18.4 Slingshot Trajectories

The same general workflow also works for trajectories determined by Slingshot. The only difference is that the workflow for Slingshot is more similar to the workflow for ArchR trajectories. Slingshot only utilizes the addSlingShotTrajectories() function and in doing so directly adds this trajectory to cellColData.

Given how Slingshot works in ArchR, we will add a separate trajectory for each branch. Since this is primarily for illustrative purposes, we will only calculate the lymphoid trajectory here.

projHeme5 <- addSlingShotTrajectories(
    ArchRProj = projHeme5,
    name = "Slingshot_Lymphoid",
    useGroups = c("Progenitor","CLP","PreB","B"),
    principalGroup = "Progenitor",
    groupBy = "Clusters2",
    embedding = "UMAP",
    seed = 1,
    force = TRUE
)

This trajectory gets stored into cellColData in a column called “Slingshot_Lymphoid.Curve1”.

Now, we can use plotTrajectory() to show the trajectory on our embedding.
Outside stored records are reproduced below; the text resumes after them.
//! Fixture runner I/O boundary interfaces
//!
//! Discovery of problem-kind directories and fixture files sits behind the [`FixtureDiscovery`] trait so the
//! runner can be driven from an in-memory listing in tests. [`FilesystemDiscovery`] is the real implementation.

use std::fs;
use std::io;
use std::path::{Path, PathBuf};

use miette::Diagnostic;
use thiserror::Error;

/// Errors that occur while enumerating the fixtures tree.
#[derive(Debug, Error, Diagnostic)]
pub enum DiscoveryError {
    #[error("cannot read fixtures root '{}'", .path.display())]
    #[diagnostic(
        code(leetrun::discovery::root),
        help("pass --root <DIR> pointing at a directory of <problem-kind>/ subdirectories")
    )]
    Root {
        path: PathBuf,
        #[source]
        source: io::Error,
    },

    #[error("no problem directories found under '{}'", .path.display())]
    #[diagnostic(code(leetrun::discovery::empty_root))]
    NoKinds { path: PathBuf },

    #[error("cannot read '{}'", .path.display())]
    #[diagnostic(code(leetrun::discovery::io))]
    Io {
        path: PathBuf,
        #[source]
        source: io::Error,
    },
}

// ============================================================================
// Fixture Discovery Interface
// ============================================================================

/// Enumerate problem kinds and their fixture files.
pub trait FixtureDiscovery {
    /// Names of the problem-kind subdirectories of `root`, sorted.
    fn discover_kinds(&self, root: &Path) -> Result<Vec<String>, DiscoveryError>;

    /// Files directly inside `kind_dir` whose extension is `extension`, sorted by path.
    fn discover_fixture_files(&self, kind_dir: &Path, extension: &str) -> Result<Vec<PathBuf>, DiscoveryError>;
}

/// Reads the fixtures tree from disk.
#[derive(Debug, Default, Clone, Copy)]
pub struct FilesystemDiscovery;

impl FixtureDiscovery for FilesystemDiscovery {
    fn discover_kinds(&self, root: &Path) -> Result<Vec<String>, DiscoveryError> {
        let entries = fs::read_dir(root).map_err(|source| DiscoveryError::Root {
            path: root.to_path_buf(),
            source,
        })?;

        let mut kinds = Vec::new();
        for entry in entries {
            let entry = entry.map_err(|source| DiscoveryError::Io {
                path: root.to_path_buf(),
                source,
            })?;
            let path = entry.path();
            if !path.is_dir() {
                continue;
            }
            let Some(name) = path.file_name().and_then(|n| n.to_str()) else {
                continue;
            };
            if name.starts_with('.') {
                continue;
            }
            kinds.push(name.to_string());
        }

        if kinds.is_empty() {
            return Err(DiscoveryError::NoKinds {
                path: root.to_path_buf(),
            });
        }
        kinds.sort();
        Ok(kinds)
    }

    fn discover_fixture_files(&self, kind_dir: &Path, extension: &str) -> Result<Vec<PathBuf>, DiscoveryError> {
        let entries = fs::read_dir(kind_dir).map_err(|source| DiscoveryError::Io {
            path: kind_dir.to_path_buf(),
            source,
        })?;

        let mut files = Vec::new();
        for entry in entries {
            let entry = entry.map_err(|source| DiscoveryError::Io {
                path: kind_dir.to_path_buf(),
                source,
            })?;
            let path = entry.path();
            if path.is_file() && path.extension().and_then(|e| e.to_str()) == Some(extension) {
                files.push(path);
            }
        }
        files.sort();
        Ok(files)
    }
}
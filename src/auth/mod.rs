pub mod gate;
pub mod jwt;

pub use gate::{require_bearer, AuthenticatedUser, CurrentUser};
pub use jwt::{extract_bearer, AuthError, TokenCodec};
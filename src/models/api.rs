use serde::{Deserialize, Serialize};

use super::task::{NewTask, TaskUpdate};

/// POST/PUT /tasks body. Missing or null fields default; unknown fields
/// (`id`, timestamps) are ignored.
#[derive(Debug, Clone, Default, Deserialize)]
pub struct TaskPayload {
    #[serde(default)]
    pub title: Option<String>,
    #[serde(default)]
    pub description: Option<String>,
    #[serde(default)]
    pub completed: Option<bool>,
}

impl TaskPayload {
    pub fn into_new_task(self) -> NewTask {
        NewTask {
            title: self.title.unwrap_or_default(),
            description: self.description.unwrap_or_default(),
        }
    }

    /// The path id always wins over anything the body carried.
    pub fn into_update(self, id: i64) -> TaskUpdate {
        TaskUpdate {
            id,
            title: self.title.unwrap_or_default(),
            description: self.description.unwrap_or_default(),
            completed: self.completed.unwrap_or(false),
        }
    }
}

/// GET /tasks query string. Decoded from raw pairs so a repeated key keeps
/// its first value instead of failing.
#[derive(Debug, Default, PartialEq, Eq)]
pub struct ListTasksQuery {
    pub completed: Option<String>,
}

impl From<Vec<(String, String)>> for ListTasksQuery {
    fn from(pairs: Vec<(String, String)>) -> Self {
        Self {
            completed: pairs
                .into_iter()
                .find(|(key, _)| key == "completed")
                .map(|(_, value)| value),
        }
    }
}

/// Body of every JSON error response
#[derive(Debug, Serialize, Deserialize)]
pub struct ErrorResponse {
    pub error: String,
}
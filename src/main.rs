use task_api::api::server;

#[tokio::main]
async fn main() -> Result<(), Box<dyn std::error::Error>> {
    server::run_server().await
}
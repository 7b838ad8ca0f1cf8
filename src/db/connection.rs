use sqlx::sqlite::{SqliteConnectOptions, SqlitePool, SqlitePoolOptions};
use sqlx::Row;
use std::str::FromStr;
use std::time::Duration;
use tracing::{info, warn};

use crate::db::errors::{Result, StoreError};

const CREATE_TASKS_TABLE: &str = r#"
    CREATE TABLE IF NOT EXISTS tasks (
        id INTEGER PRIMARY KEY AUTOINCREMENT,
        title TEXT NOT NULL,
        description TEXT,
        completed BOOLEAN,
        created_at TIMESTAMP NOT NULL DEFAULT CURRENT_TIMESTAMP,
        updated_at TIMESTAMP NOT NULL DEFAULT CURRENT_TIMESTAMP
    )
"#;

/// Open a pool against a SQLite URL, creating the database file if missing.
pub async fn create_pool(database_url: &str, max_connections: u32) -> Result<SqlitePool> {
    info!("Creating database connection pool");

    let options = SqliteConnectOptions::from_str(database_url)
        .map_err(|e| StoreError::Connection(format!("Invalid database URL: {}", e)))?
        .create_if_missing(true);

    let pool = SqlitePoolOptions::new()
        .max_connections(max_connections.max(1))
        .acquire_timeout(Duration::from_secs(3))
        .connect_with(options)
        .await
        .map_err(|e| StoreError::Connection(format!("Failed to create pool: {}", e)))?;

    info!("Database connection pool created successfully");
    Ok(pool)
}

/// Single-connection in-memory pool. The connection is never recycled,
/// because dropping it would drop the database with it.
pub async fn create_in_memory_pool() -> Result<SqlitePool> {
    let options = SqliteConnectOptions::from_str("sqlite::memory:")
        .map_err(|e| StoreError::Connection(format!("Invalid database URL: {}", e)))?;

    SqlitePoolOptions::new()
        .max_connections(1)
        .min_connections(1)
        .idle_timeout(None)
        .max_lifetime(None)
        .connect_with(options)
        .await
        .map_err(|e| StoreError::Connection(format!("Failed to create pool: {}", e)))
}

/// Create the `tasks` table if absent, then run the additive migrations.
pub async fn init_schema(pool: &SqlitePool) -> Result<()> {
    sqlx::query(CREATE_TASKS_TABLE).execute(pool).await?;
    ensure_updated_at_column(pool).await;
    Ok(())
}

/// Add `tasks.updated_at` to tables created before the column existed.
///
/// Failures are logged and swallowed; the service keeps starting.
pub async fn ensure_updated_at_column(pool: &SqlitePool) {
    let columns = match sqlx::query("PRAGMA table_info(tasks)").fetch_all(pool).await {
        Ok(rows) => rows,
        Err(e) => {
            warn!(error = %e, "schema check failed");
            return;
        }
    };

    let mut has_updated_at = false;
    for row in &columns {
        match row.try_get::<String, _>("name") {
            Ok(name) if name == "updated_at" => {
                has_updated_at = true;
                break;
            }
            Ok(_) => {}
            Err(e) => {
                warn!(error = %e, "schema scan failed");
                return;
            }
        }
    }

    if has_updated_at {
        return;
    }

    // SQLite rejects non-constant defaults in ADD COLUMN, so backfill instead
    let migration = async {
        sqlx::query(
            "ALTER TABLE tasks ADD COLUMN updated_at TIMESTAMP NOT NULL DEFAULT '1970-01-01 00:00:00'",
        )
        .execute(pool)
        .await?;
        sqlx::query("UPDATE tasks SET updated_at = created_at")
            .execute(pool)
            .await?;
        Ok::<_, sqlx::Error>(())
    };

    match migration.await {
        Ok(()) => info!("migrated: added tasks.updated_at"),
        Err(e) => warn!(error = %e, "add updated_at failed (maybe already exists?)"),
    }
}

/// Health check for the database connection
pub async fn health_check(pool: &SqlitePool) -> Result<()> {
    sqlx::query("SELECT 1").fetch_one(pool).await?;
    Ok(())
}
#[cfg(test)]
mod tests {
    use axum::{
        body::Body,
        http::{Method, Request, StatusCode},
        Router,
    };
    use chrono::{DateTime, Duration, Utc};
    use pretty_assertions::assert_eq;
    use serde_json::{json, Value};
    use sqlx::SqlitePool;
    use std::sync::Arc;
    use task_api::api::server::create_app;
    use task_api::config::{AppConfig, AuthConfig};
    use task_api::db::{create_in_memory_pool, init_schema, SharedStore, SqliteTaskStore};
    use task_api::TokenCodec;
    use tower::ServiceExt;

    const SECRET: &str = "integration-secret";

    async fn setup_test_pool() -> SqlitePool {
        let pool = create_in_memory_pool()
            .await
            .expect("Failed to create test pool");
        init_schema(&pool).await.expect("Failed to create schema");
        pool
    }

    fn build_app(pool: &SqlitePool, config: &AppConfig) -> Router {
        let store: SharedStore = Arc::new(SqliteTaskStore::new(pool.clone()));
        let codec = Arc::new(TokenCodec::new(&config.auth));
        create_app(store, config, codec).expect("Failed to build app")
    }

    fn gated_config() -> AppConfig {
        AppConfig {
            auth: AuthConfig {
                jwt_secret: Some(SECRET.to_string()),
                require_auth: true,
            },
            ..Default::default()
        }
    }

    async fn call(
        app: &Router,
        method: Method,
        uri: &str,
        body: Option<Value>,
        bearer: Option<&str>,
    ) -> (StatusCode, Value) {
        let mut builder = Request::builder().method(method).uri(uri);
        if let Some(token) = bearer {
            builder = builder.header("Authorization", format!("Bearer {}", token));
        }
        let body = match body {
            Some(value) => {
                builder = builder.header("Content-Type", "application/json");
                Body::from(value.to_string())
            }
            None => Body::empty(),
        };

        let response = app
            .clone()
            .oneshot(builder.body(body).unwrap())
            .await
            .unwrap();
        let status = response.status();
        let bytes = axum::body::to_bytes(response.into_body(), usize::MAX)
            .await
            .unwrap();
        let value = if bytes.is_empty() {
            Value::Null
        } else {
            serde_json::from_slice(&bytes).unwrap()
        };
        (status, value)
    }

    fn timestamp(value: &Value) -> DateTime<Utc> {
        value
            .as_str()
            .and_then(|raw| DateTime::parse_from_rfc3339(raw).ok())
            .map(|parsed| parsed.with_timezone(&Utc))
            .expect("timestamp should be RFC 3339")
    }

    async fn row_count(pool: &SqlitePool) -> i64 {
        sqlx::query_scalar("SELECT COUNT(*) FROM tasks")
            .fetch_one(pool)
            .await
            .unwrap()
    }

    #[tokio::test]
    async fn test_health_check() {
        let pool = setup_test_pool().await;
        let app = build_app(&pool, &AppConfig::default());

        let response = app
            .oneshot(Request::builder().uri("/health").body(Body::empty()).unwrap())
            .await
            .unwrap();

        assert_eq!(response.status(), StatusCode::OK);
        let body = axum::body::to_bytes(response.into_body(), usize::MAX)
            .await
            .unwrap();
        assert_eq!(&body[..], b"OK");
    }

    #[tokio::test]
    async fn test_task_lifecycle() {
        let pool = setup_test_pool().await;
        let app = build_app(&pool, &AppConfig::default());

        let (status, created) = call(
            &app,
            Method::POST,
            "/tasks",
            Some(json!({"title": "Buy milk"})),
            None,
        )
        .await;
        assert_eq!(status, StatusCode::CREATED);
        let id = created["id"].as_i64().unwrap();
        assert!(id > 0);
        assert_eq!(created["title"], "Buy milk");
        assert_eq!(created["description"], "");
        assert_eq!(created["completed"], false);
        assert_eq!(created["created_at"], created["updated_at"]);

        let uri = format!("/tasks/{}", id);
        let (status, fetched) = call(&app, Method::GET, &uri, None, None).await;
        assert_eq!(status, StatusCode::OK);
        assert_eq!(fetched, created);

        tokio::time::sleep(std::time::Duration::from_millis(10)).await;

        let (status, updated) = call(
            &app,
            Method::PUT,
            &uri,
            Some(json!({"title": "Buy milk", "completed": true})),
            None,
        )
        .await;
        assert_eq!(status, StatusCode::OK);
        assert_eq!(updated["id"], id);
        assert_eq!(updated["completed"], true);
        assert_eq!(updated["created_at"], created["created_at"]);
        assert!(timestamp(&updated["updated_at"]) > timestamp(&updated["created_at"]));

        let (status, body) = call(&app, Method::DELETE, &uri, None, None).await;
        assert_eq!(status, StatusCode::NO_CONTENT);
        assert_eq!(body, Value::Null);

        let (status, body) = call(&app, Method::GET, &uri, None, None).await;
        assert_eq!(status, StatusCode::NOT_FOUND);
        assert_eq!(body, json!({"error": "not found"}));

        let (status, _) = call(&app, Method::DELETE, &uri, None, None).await;
        assert_eq!(status, StatusCode::NOT_FOUND);
    }

    #[tokio::test]
    async fn test_completed_filter_over_http() {
        let pool = setup_test_pool().await;
        let app = build_app(&pool, &AppConfig::default());

        for title in ["first", "second", "third"] {
            let (status, _) = call(
                &app,
                Method::POST,
                "/tasks",
                Some(json!({"title": title})),
                None,
            )
            .await;
            assert_eq!(status, StatusCode::CREATED);
        }
        let (status, _) = call(
            &app,
            Method::PUT,
            "/tasks/2",
            Some(json!({"title": "second", "completed": true})),
            None,
        )
        .await;
        assert_eq!(status, StatusCode::OK);

        let (_, all) = call(&app, Method::GET, "/tasks", None, None).await;
        let titles: Vec<&str> = all
            .as_array()
            .unwrap()
            .iter()
            .map(|task| task["title"].as_str().unwrap())
            .collect();
        assert_eq!(titles, vec!["first", "second", "third"]);

        let (_, done) = call(&app, Method::GET, "/tasks?completed=true", None, None).await;
        assert_eq!(done.as_array().unwrap().len(), 1);
        assert_eq!(done[0]["title"], "second");

        let (_, open) = call(&app, Method::GET, "/tasks?completed=false", None, None).await;
        assert_eq!(open.as_array().unwrap().len(), 2);

        let (status, body) = call(&app, Method::GET, "/tasks?completed=1", None, None).await;
        assert_eq!(status, StatusCode::BAD_REQUEST);
        assert_eq!(body, json!({"error": "invalid completed value"}));
    }

    #[tokio::test]
    async fn test_validation_errors() {
        let pool = setup_test_pool().await;
        let app = build_app(&pool, &AppConfig::default());

        for uri in ["/tasks/abc", "/tasks/-1"] {
            let (status, body) = call(&app, Method::GET, uri, None, None).await;
            assert_eq!(status, StatusCode::BAD_REQUEST);
            assert_eq!(body, json!({"error": "invalid id"}));
        }

        let (status, body) = call(
            &app,
            Method::POST,
            "/tasks",
            Some(json!({"description": "no title"})),
            None,
        )
        .await;
        assert_eq!(status, StatusCode::BAD_REQUEST);
        assert_eq!(body, json!({"error": "title is required"}));

        let (status, body) = call(
            &app,
            Method::POST,
            "/tasks",
            Some(json!({"title": "x", "completed": "yes"})),
            None,
        )
        .await;
        assert_eq!(status, StatusCode::BAD_REQUEST);
        assert_eq!(body, json!({"error": "invalid json"}));

        let (status, _) = call(
            &app,
            Method::PUT,
            "/tasks/42",
            Some(json!({"title": "ghost"})),
            None,
        )
        .await;
        assert_eq!(status, StatusCode::NOT_FOUND);

        assert_eq!(row_count(&pool).await, 0);
    }

    #[tokio::test]
    async fn test_auth_required_rejects_before_store() {
        let pool = setup_test_pool().await;
        let app = build_app(&pool, &gated_config());

        let (status, body) = call(
            &app,
            Method::POST,
            "/tasks",
            Some(json!({"title": "sneaky"})),
            None,
        )
        .await;
        assert_eq!(status, StatusCode::UNAUTHORIZED);
        assert_eq!(body, json!({"error": "missing or invalid token"}));

        let forged = TokenCodec::from_secret(Some("some-other-secret"))
            .issue(1)
            .unwrap();
        let (status, body) = call(
            &app,
            Method::POST,
            "/tasks",
            Some(json!({"title": "sneaky"})),
            Some(&forged),
        )
        .await;
        assert_eq!(status, StatusCode::UNAUTHORIZED);
        assert_eq!(body, json!({"error": "invalid token"}));

        assert_eq!(row_count(&pool).await, 0);
    }

    #[tokio::test]
    async fn test_auth_expired_token_is_rejected() {
        let pool = setup_test_pool().await;
        let app = build_app(&pool, &gated_config());

        let expired = TokenCodec::from_secret(Some(SECRET))
            .issue_with_ttl(5, Duration::hours(-1))
            .unwrap();
        let (status, _) = call(&app, Method::GET, "/tasks", None, Some(&expired)).await;

        assert_eq!(status, StatusCode::UNAUTHORIZED);
    }

    #[tokio::test]
    async fn test_auth_valid_token_reaches_handlers() {
        let pool = setup_test_pool().await;
        let app = build_app(&pool, &gated_config());
        let token = TokenCodec::from_secret(Some(SECRET)).issue(5).unwrap();

        let (status, _) = call(
            &app,
            Method::POST,
            "/tasks",
            Some(json!({"title": "allowed"})),
            Some(&token),
        )
        .await;
        assert_eq!(status, StatusCode::CREATED);

        let (status, body) = call(&app, Method::GET, "/tasks", None, Some(&token)).await;
        assert_eq!(status, StatusCode::OK);
        assert_eq!(body.as_array().unwrap().len(), 1);
    }

    #[tokio::test]
    async fn test_preflight_bypasses_auth() {
        let pool = setup_test_pool().await;
        let app = build_app(&pool, &gated_config());

        for uri in ["/tasks", "/tasks/1", "/does-not-exist"] {
            let response = app
                .clone()
                .oneshot(
                    Request::builder()
                        .method(Method::OPTIONS)
                        .uri(uri)
                        .header("Origin", "https://app.example")
                        .body(Body::empty())
                        .unwrap(),
                )
                .await
                .unwrap();

            assert_eq!(response.status(), StatusCode::NO_CONTENT);
            assert_eq!(
                response.headers()["access-control-allow-origin"],
                "*"
            );
            let body = axum::body::to_bytes(response.into_body(), usize::MAX)
                .await
                .unwrap();
            assert!(body.is_empty());
        }
    }

    #[tokio::test]
    async fn test_cors_allow_list_echoes_origin() {
        let pool = setup_test_pool().await;
        let config = AppConfig {
            cors_origins: "https://app.example, https://admin.example".to_string(),
            ..Default::default()
        };
        let app = build_app(&pool, &config);

        let response = app
            .clone()
            .oneshot(
                Request::builder()
                    .uri("/tasks")
                    .header("Origin", "https://admin.example")
                    .body(Body::empty())
                    .unwrap(),
            )
            .await
            .unwrap();
        assert_eq!(response.status(), StatusCode::OK);
        assert_eq!(
            response.headers()["access-control-allow-origin"],
            "https://admin.example"
        );

        let response = app
            .oneshot(
                Request::builder()
                    .uri("/tasks")
                    .header("Origin", "https://elsewhere.example")
                    .body(Body::empty())
                    .unwrap(),
            )
            .await
            .unwrap();
        assert_eq!(response.status(), StatusCode::OK);
        assert!(response
            .headers()
            .get("access-control-allow-origin")
            .is_none());
    }
}
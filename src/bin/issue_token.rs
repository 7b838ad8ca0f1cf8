// Mint a bearer token for local testing against a gated server.
//
// Usage: issue-token <user-id>
// Reads TASK_API_JWT_SECRET (and .env) the same way the server does.

use std::process::ExitCode;

use task_api::{AppConfig, TokenCodec};

fn main() -> ExitCode {
    let Some(raw_id) = std::env::args().nth(1) else {
        eprintln!("usage: issue-token <user-id>");
        return ExitCode::from(2);
    };

    let user_id = match raw_id.parse::<i64>() {
        Ok(id) => id,
        Err(_) => {
            eprintln!("user id must be an integer, got {:?}", raw_id);
            return ExitCode::from(2);
        }
    };

    let config = match AppConfig::from_env() {
        Ok(config) => config,
        Err(e) => {
            eprintln!("configuration error: {}", e);
            return ExitCode::FAILURE;
        }
    };

    match TokenCodec::new(&config.auth).issue(user_id) {
        Ok(token) => {
            println!("{}", token);
            ExitCode::SUCCESS
        }
        Err(e) => {
            eprintln!("failed to issue token: {}", e);
            ExitCode::FAILURE
        }
    }
}
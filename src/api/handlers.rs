// Task resource handlers - thin HTTP orchestration layer
// Handlers only deal with HTTP concerns:
// 1. Extract and validate path/query/body
// 2. Call the task store
// 3. Map the store result to a status and JSON body

use axum::{
    body::Bytes,
    extract::{
        rejection::{PathRejection, QueryRejection},
        Path, Query, State,
    },
    http::StatusCode,
    Json,
};
use tracing::info;

use crate::api::error::{ApiError, ApiResult};
use crate::auth::CurrentUser;
use crate::db::SharedStore;
use crate::models::{ListTasksQuery, Task, TaskPayload};

fn invalid_id() -> ApiError {
    ApiError::BadRequest("invalid id".to_string())
}

/// Positive integer ids only
pub fn parse_task_id(raw: &str) -> ApiResult<i64> {
    match raw.parse::<i64>() {
        Ok(id) if id > 0 => Ok(id),
        _ => Err(invalid_id()),
    }
}

/// `None`/empty means no filter; anything but `true`/`false` is rejected.
pub fn parse_completed_filter(raw: Option<&str>) -> ApiResult<Option<bool>> {
    match raw {
        None | Some("") => Ok(None),
        Some("true") => Ok(Some(true)),
        Some("false") => Ok(Some(false)),
        Some(_) => Err(ApiError::BadRequest("invalid completed value".to_string())),
    }
}

fn parse_payload(body: &Bytes) -> ApiResult<TaskPayload> {
    serde_json::from_slice(body).map_err(|_| ApiError::BadRequest("invalid json".to_string()))
}

fn path_id(path: Result<Path<String>, PathRejection>) -> ApiResult<i64> {
    let Path(raw) = path.map_err(|_| invalid_id())?;
    parse_task_id(&raw)
}

/// GET /tasks?completed={true|false}
#[tracing::instrument(skip(store, query), fields(endpoint = "list_tasks", user_id = user.0))]
pub async fn list_tasks(
    State(store): State<SharedStore>,
    user: CurrentUser,
    query: Result<Query<Vec<(String, String)>>, QueryRejection>,
) -> ApiResult<Json<Vec<Task>>> {
    let Query(pairs) =
        query.map_err(|_| ApiError::BadRequest("invalid completed value".to_string()))?;
    let query = ListTasksQuery::from(pairs);
    let filter = parse_completed_filter(query.completed.as_deref())?;

    let tasks = store.list_tasks(filter).await?;

    info!(count = tasks.len(), ?filter, "Listed tasks");
    Ok(Json(tasks))
}

/// POST /tasks
#[tracing::instrument(skip(store, body), fields(endpoint = "create_task", user_id = user.0))]
pub async fn create_task(
    State(store): State<SharedStore>,
    user: CurrentUser,
    body: Bytes,
) -> ApiResult<(StatusCode, Json<Task>)> {
    let payload = parse_payload(&body)?;

    let task = store.create_task(payload.into_new_task()).await?;

    info!(task_id = task.id, "Created task");
    Ok((StatusCode::CREATED, Json(task)))
}

/// GET /tasks/{id}
#[tracing::instrument(skip(store, path), fields(endpoint = "get_task", user_id = user.0))]
pub async fn get_task(
    State(store): State<SharedStore>,
    user: CurrentUser,
    path: Result<Path<String>, PathRejection>,
) -> ApiResult<Json<Task>> {
    let id = path_id(path)?;

    Ok(Json(store.get_task(id).await?))
}

/// PUT /tasks/{id}
///
/// The response echoes the caller's fields plus the stored timestamps; the
/// row is not read back after the write.
#[tracing::instrument(skip(store, path, body), fields(endpoint = "update_task", user_id = user.0))]
pub async fn update_task(
    State(store): State<SharedStore>,
    user: CurrentUser,
    path: Result<Path<String>, PathRejection>,
    body: Bytes,
) -> ApiResult<Json<Task>> {
    let id = path_id(path)?;
    let payload = parse_payload(&body)?;

    let task = store.update_task(payload.into_update(id)).await?;

    info!(task_id = task.id, completed = task.completed, "Updated task");
    Ok(Json(task))
}

/// DELETE /tasks/{id}
#[tracing::instrument(skip(store, path), fields(endpoint = "delete_task", user_id = user.0))]
pub async fn delete_task(
    State(store): State<SharedStore>,
    user: CurrentUser,
    path: Result<Path<String>, PathRejection>,
) -> ApiResult<StatusCode> {
    let id = path_id(path)?;

    store.delete_task(id).await?;

    info!(task_id = id, "Deleted task");
    Ok(StatusCode::NO_CONTENT)
}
p_slingshot <- plotTrajectory(projHeme5, trajectory = "Slingshot_Lymphoid.Curve1", colorBy = "cellColData", name = "Slingshot_Lymphoid.Curve1", addArrow = FALSE)
## ArchR logging to : ArchRLogs/ArchR-plotTrajectory-371b0516b9f84-Date-2022-12-23_Time-09-09-29.log
## If there is an issue, please report to github with logFile!
## Plotting
## Plotting Trajectory
## ArchR logging successful to : ArchRLogs/ArchR-plotTrajectory-371b0516b9f84-Date-2022-12-23_Time-09-09-29.log
p_slingshot[[1]]
## Warning: Removed 7681 rows containing non-finite values (stat_summary_hex).